La décision aura été prise par les Britanniques et servira d’avertissement aux dirigeants de toute l’Europe. A trop vouloir instrumentaliser l’opinion publique à des fins partisanes, celle-ci finit par se révolter. Certes, les Anglais se mordront les doigts de cette décision qui les pénalisera pour longtemps mais il faudra qu’ils jugent l’impéritie de leurs leaders politiques responsables de ce résultat. On ne peut pas présenter l’Union Européenne comme responsable de tous les maux, provoquer un referendum à des fins politiciennes et ensuite espérer un vote objectif de citoyens désorientés et écœurés par le spectacle lamentable de ces élus.

Dans le reste de l’Europe, c’est un sentiment de malaise qui prédomine car beaucoup d’Européens, au nom d’un idéal commun, souhaitaient la victoire du remain. Néanmoins, il ne faut pas se voiler la face, un vote contraire n’aurait pas rendu les Britanniques europhiles ni David Cameron plus intégrateur.

Le statu quo aurait été fatal à l’Union Européenne qui traverse une crise existentielle très grave. Le départ des Britanniques doit provoquer un sursaut chez nos dirigeants pour que ceux qui depuis trop longtemps freinent la construction européenne en soit dès aujourd’hui des leaders déterminés.

Si l’UE est en crise, c’est principalement parce que les Etats Membres s’opposent à tout progrès dans l’intégration européenne en y voyant une perte de souveraineté. Dans un monde globalisé, quelle est notre part de souveraineté nationale quand la faiblesse de notre économie ne nous donne pas voix au chapitre ? L’Union Européenne, s’exprimant d’une seule voix, est seule à même de s’imposer face à des géants comme les Etats-Unis, la Chine ou l’Inde.

Pour cela, libérés de notre boulet anglais, nous devons agir rapidement pour enfin s’engager sur la voie de l’intégration et de l’harmonisation.
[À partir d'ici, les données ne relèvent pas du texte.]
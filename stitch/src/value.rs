//! Compile-time host values.

use crate::types::{DataType, ScalarKind};
use indexmap::IndexMap;

/// A value known while compiling.
///
/// Numbers are stored wide (`i64`, `f64`) whatever their shader type; the type carried next to the value (in a
/// [`Snippet`](crate::snippet::Snippet) or a [`Typed`](crate::dual::Typed)) decides how they are interpreted and printed.
#[derive(Clone, Debug, PartialEq)]
pub enum ConstValue {
  Bool(bool),
  Int(i64),
  Float(f64),
  /// Strings exist on the host only; they have no shader representation.
  Str(String),
  /// Components of a vector, columns of a matrix or elements of an array.
  Composite(Vec<ConstValue>),
  Struct(IndexMap<String, ConstValue>),
}

impl ConstValue {
  pub fn as_f64(&self) -> Option<f64> {
    match self {
      ConstValue::Int(i) => Some(*i as f64),
      ConstValue::Float(x) => Some(*x),
      _ => None,
    }
  }

  pub fn as_i64(&self) -> Option<i64> {
    match self {
      ConstValue::Int(i) => Some(*i),
      _ => None,
    }
  }

  pub fn as_bool(&self) -> Option<bool> {
    match self {
      ConstValue::Bool(b) => Some(*b),
      _ => None,
    }
  }

  pub fn components(&self) -> Option<&[ConstValue]> {
    match self {
      ConstValue::Composite(items) => Some(items),
      _ => None,
    }
  }

  /// Zero value of a type.
  pub fn zero(ty: &DataType) -> Option<Self> {
    match ty.undecorated() {
      DataType::Scalar(kind) => Some(Self::scalar_zero(*kind)),
      DataType::Vector { dim, component } => Some(ConstValue::Composite(vec![
        Self::scalar_zero(*component);
        *dim as usize
      ])),
      DataType::Matrix { dim, component } => {
        let column = DataType::vec(*dim, *component);
        Some(ConstValue::Composite(vec![Self::zero(&column)?; *dim as usize]))
      }
      DataType::Array {
        element,
        count: Some(count),
      } => Some(ConstValue::Composite(vec![Self::zero(element)?; *count as usize])),
      DataType::Struct(schema) => schema
        .schema()
        .fields()
        .iter()
        .map(|(name, ty)| Some((name.clone(), Self::zero(ty)?)))
        .collect::<Option<IndexMap<_, _>>>()
        .map(ConstValue::Struct),
      _ => None,
    }
  }

  fn scalar_zero(kind: ScalarKind) -> Self {
    match kind {
      ScalarKind::Bool => ConstValue::Bool(false),
      kind if kind.is_float() => ConstValue::Float(0.),
      _ => ConstValue::Int(0),
    }
  }

  /// Convert this value, typed `from`, to `to` the way the shader would.
  ///
  /// Identity and widening conversions only normalize the representation. Integer to integer casts of concrete types
  /// reinterpret bits (`i32(4294967295u)` is `-1`); float to integer casts truncate and saturate.
  pub fn cast(&self, from: &DataType, to: &DataType) -> Result<ConstValue, String> {
    match (from.undecorated(), to.undecorated()) {
      (DataType::Scalar(from), DataType::Scalar(to)) => self.cast_scalar(*from, *to),

      (DataType::Vector { component: from, .. }, DataType::Vector { component: to, .. })
      | (DataType::Matrix { component: from, .. }, DataType::Matrix { component: to, .. }) => {
        let from_ty = DataType::Scalar(*from);
        let to_ty = DataType::Scalar(*to);
        self.map_leaves(&mut |leaf: &ConstValue| leaf.cast(&from_ty, &to_ty))
      }

      (DataType::Array { element: from, .. }, DataType::Array { element: to, .. }) => match self {
        ConstValue::Composite(items) => items
          .iter()
          .map(|item| item.cast(from, to))
          .collect::<Result<_, _>>()
          .map(ConstValue::Composite),
        _ => Err(format!("`{:?}` is not an array value", self)),
      },

      (from, to) if from == to => Ok(self.clone()),

      (from, to) => Err(format!("cannot cast a constant of type `{}` to `{}`", from, to)),
    }
  }

  fn cast_scalar(&self, from: ScalarKind, to: ScalarKind) -> Result<ConstValue, String> {
    let overflow = || format!("{:?} does not fit in `{}`", self, to.name());

    match (self, to) {
      (ConstValue::Bool(b), ScalarKind::Bool) => Ok(ConstValue::Bool(*b)),
      (ConstValue::Bool(b), to) if to.is_float() => Ok(ConstValue::Float(if *b { 1. } else { 0. })),
      (ConstValue::Bool(b), _) => Ok(ConstValue::Int(*b as i64)),

      (value, ScalarKind::Bool) => match value {
        ConstValue::Int(i) => Ok(ConstValue::Bool(*i != 0)),
        ConstValue::Float(x) => Ok(ConstValue::Bool(*x != 0.)),
        _ => Err(format!("`{:?}` is not a scalar", value)),
      },

      (ConstValue::Int(i), to) if to.is_float() => Ok(ConstValue::Float(round_to(*i as f64, to))),
      (ConstValue::Float(x), to) if to.is_float() => Ok(ConstValue::Float(round_to(*x, to))),

      (ConstValue::Int(i), ScalarKind::AbstractInt) => Ok(ConstValue::Int(*i)),
      (ConstValue::Int(i), ScalarKind::I32) => match from {
        ScalarKind::U32 => Ok(ConstValue::Int(*i as u32 as i32 as i64)),
        _ => i32::try_from(*i).map(|i| ConstValue::Int(i as i64)).map_err(|_| overflow()),
      },
      (ConstValue::Int(i), ScalarKind::U32) => match from {
        ScalarKind::I32 => Ok(ConstValue::Int(*i as i32 as u32 as i64)),
        _ => u32::try_from(*i).map(|i| ConstValue::Int(i as i64)).map_err(|_| overflow()),
      },

      (ConstValue::Float(x), ScalarKind::AbstractInt) => {
        if x.fract() == 0. && x.abs() < 9.007_199_254_740_992e15 {
          Ok(ConstValue::Int(*x as i64))
        } else {
          Err(overflow())
        }
      }
      (ConstValue::Float(x), ScalarKind::I32) => Ok(ConstValue::Int(*x as i32 as i64)),
      (ConstValue::Float(x), ScalarKind::U32) => Ok(ConstValue::Int(*x as u32 as i64)),

      (value, to) => Err(format!("cannot cast `{:?}` to `{}`", value, to.name())),
    }
  }

  fn map_leaves(&self, f: &mut dyn FnMut(&ConstValue) -> Result<ConstValue, String>) -> Result<ConstValue, String> {
    match self {
      ConstValue::Composite(items) => items
        .iter()
        .map(|item| item.map_leaves(f))
        .collect::<Result<_, _>>()
        .map(ConstValue::Composite),
      leaf => f(leaf),
    }
  }

  /// Hashable form of this value; floats compare by bit pattern.
  pub(crate) fn key(&self) -> ConstKey {
    match self {
      ConstValue::Bool(b) => ConstKey::Bool(*b),
      ConstValue::Int(i) => ConstKey::Int(*i),
      ConstValue::Float(x) => ConstKey::Float(x.to_bits()),
      ConstValue::Str(s) => ConstKey::Str(s.clone()),
      ConstValue::Composite(items) => ConstKey::Composite(items.iter().map(ConstValue::key).collect()),
      ConstValue::Struct(fields) => {
        ConstKey::Struct(fields.iter().map(|(name, value)| (name.clone(), value.key())).collect())
      }
    }
  }
}

/// Round a host float to the precision of the target kind.
pub(crate) fn round_to(x: f64, kind: ScalarKind) -> f64 {
  match kind {
    ScalarKind::F32 => x as f32 as f64,
    ScalarKind::F16 => round_to_f16(x),
    _ => x,
  }
}

/// Largest finite `f16`.
const F16_MAX: f64 = 65504.;

/// Round to nearest `f16`, ties to even; overflow goes to infinity.
fn round_to_f16(x: f64) -> f64 {
  if !x.is_finite() || x == 0. {
    return x;
  }

  let a = x.abs();

  // 11 significant bits; below 2^-14 the spacing stays 2^-24
  let mut exp = (a.log2().floor() as i32).max(-14);
  if exp > -14 && 2f64.powi(exp) > a {
    exp -= 1;
  } else if 2f64.powi(exp + 1) <= a {
    exp += 1;
  }

  let quantum = 2f64.powi(exp - 10);
  let q = a / quantum;
  let floor = q.floor();
  let steps = match (q - floor).partial_cmp(&0.5) {
    Some(std::cmp::Ordering::Less) => floor,
    Some(std::cmp::Ordering::Greater) => floor + 1.,
    _ if floor % 2. == 0. => floor,
    _ => floor + 1.,
  };

  let rounded = steps * quantum;
  let rounded = if rounded > F16_MAX { f64::INFINITY } else { rounded };

  rounded.copysign(x)
}

#[derive(Clone, Debug, Eq, Hash, PartialEq)]
pub(crate) enum ConstKey {
  Bool(bool),
  Int(i64),
  Float(u64),
  Str(String),
  Composite(Vec<ConstKey>),
  Struct(Vec<(String, ConstKey)>),
}

impl From<bool> for ConstValue {
  fn from(b: bool) -> Self {
    ConstValue::Bool(b)
  }
}

impl From<i32> for ConstValue {
  fn from(i: i32) -> Self {
    ConstValue::Int(i as i64)
  }
}

impl From<u32> for ConstValue {
  fn from(u: u32) -> Self {
    ConstValue::Int(u as i64)
  }
}

impl From<i64> for ConstValue {
  fn from(i: i64) -> Self {
    ConstValue::Int(i)
  }
}

impl From<f32> for ConstValue {
  fn from(x: f32) -> Self {
    ConstValue::Float(x as f64)
  }
}

impl From<f64> for ConstValue {
  fn from(x: f64) -> Self {
    ConstValue::Float(x)
  }
}

impl<T> From<Vec<T>> for ConstValue
where
  T: Into<ConstValue>,
{
  fn from(items: Vec<T>) -> Self {
    ConstValue::Composite(items.into_iter().map(Into::into).collect())
  }
}

#[cfg(test)]
mod test {
  use super::*;

  #[test]
  fn scalar_casts() {
    let cast = |v: ConstValue, from: DataType, to: DataType| v.cast(&from, &to);

    assert_eq!(
      cast(ConstValue::Int(3), DataType::ABSTRACT_INT, DataType::F32),
      Ok(ConstValue::Float(3.))
    );
    assert_eq!(
      cast(ConstValue::Float(2.75), DataType::F32, DataType::I32),
      Ok(ConstValue::Int(2))
    );
    assert_eq!(
      cast(ConstValue::Int(4294967295), DataType::U32, DataType::I32),
      Ok(ConstValue::Int(-1))
    );
    assert_eq!(
      cast(ConstValue::Int(0), DataType::I32, DataType::BOOL),
      Ok(ConstValue::Bool(false))
    );
    assert!(cast(ConstValue::Int(1 << 40), DataType::ABSTRACT_INT, DataType::I32).is_err());
  }

  #[test]
  fn f16_precision() {
    let r = |x: f64| round_to(x, ScalarKind::F16);

    assert_eq!(r(1.), 1.);
    assert_eq!(r(0.1), 0.0999755859375);
    assert_eq!(r(-0.1), -0.0999755859375);

    // ties go to the even significand
    assert_eq!(r(1. + 2f64.powi(-11)), 1.);
    assert_eq!(r(1. + 3. * 2f64.powi(-11)), 1. + 2f64.powi(-9));

    assert_eq!(r(2049.), 2048.);
    assert_eq!(r(65519.), 65504.);
    assert_eq!(r(65520.), f64::INFINITY);
    assert_eq!(r(-1e6), f64::NEG_INFINITY);

    // subnormals
    assert_eq!(r(3e-8), 2f64.powi(-24));
    assert_eq!(r(1e-8), 0.);
    assert_eq!(r(2f64.powi(-14)), 2f64.powi(-14));

    let half = ConstValue::Float(0.1).cast(&DataType::ABSTRACT_FLOAT, &DataType::F16).unwrap();
    assert_eq!(half, ConstValue::Float(0.0999755859375));
  }

  #[test]
  fn vector_cast() {
    let v = ConstValue::from(vec![1, 2]);
    let from = DataType::vec(2, ScalarKind::I32);
    let to = DataType::vec(2, ScalarKind::F32);

    assert_eq!(v.cast(&from, &to), Ok(ConstValue::from(vec![1., 2.])));
  }

  #[test]
  fn zero_values() {
    assert_eq!(
      ConstValue::zero(&DataType::vec(2, ScalarKind::U32)),
      Some(ConstValue::from(vec![0, 0]))
    );
    assert_eq!(ConstValue::zero(&DataType::runtime_array(DataType::F32)), None);
  }
}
Harmonisation fiscale et sociale, gouvernance économique de la zone Euro, défense commune, diplomatie commune, politique d’immigration commune, voici les chantiers des prochains mois.

Si nous parvenons à faire naître enfin cette Europe-là, nous redonnerons foi en elle à nos concitoyens et le 23 juin 2016 deviendra une date fondatrice de l’Union Européenne et l’événement politique le plus important depuis la chute du mur de Berlin.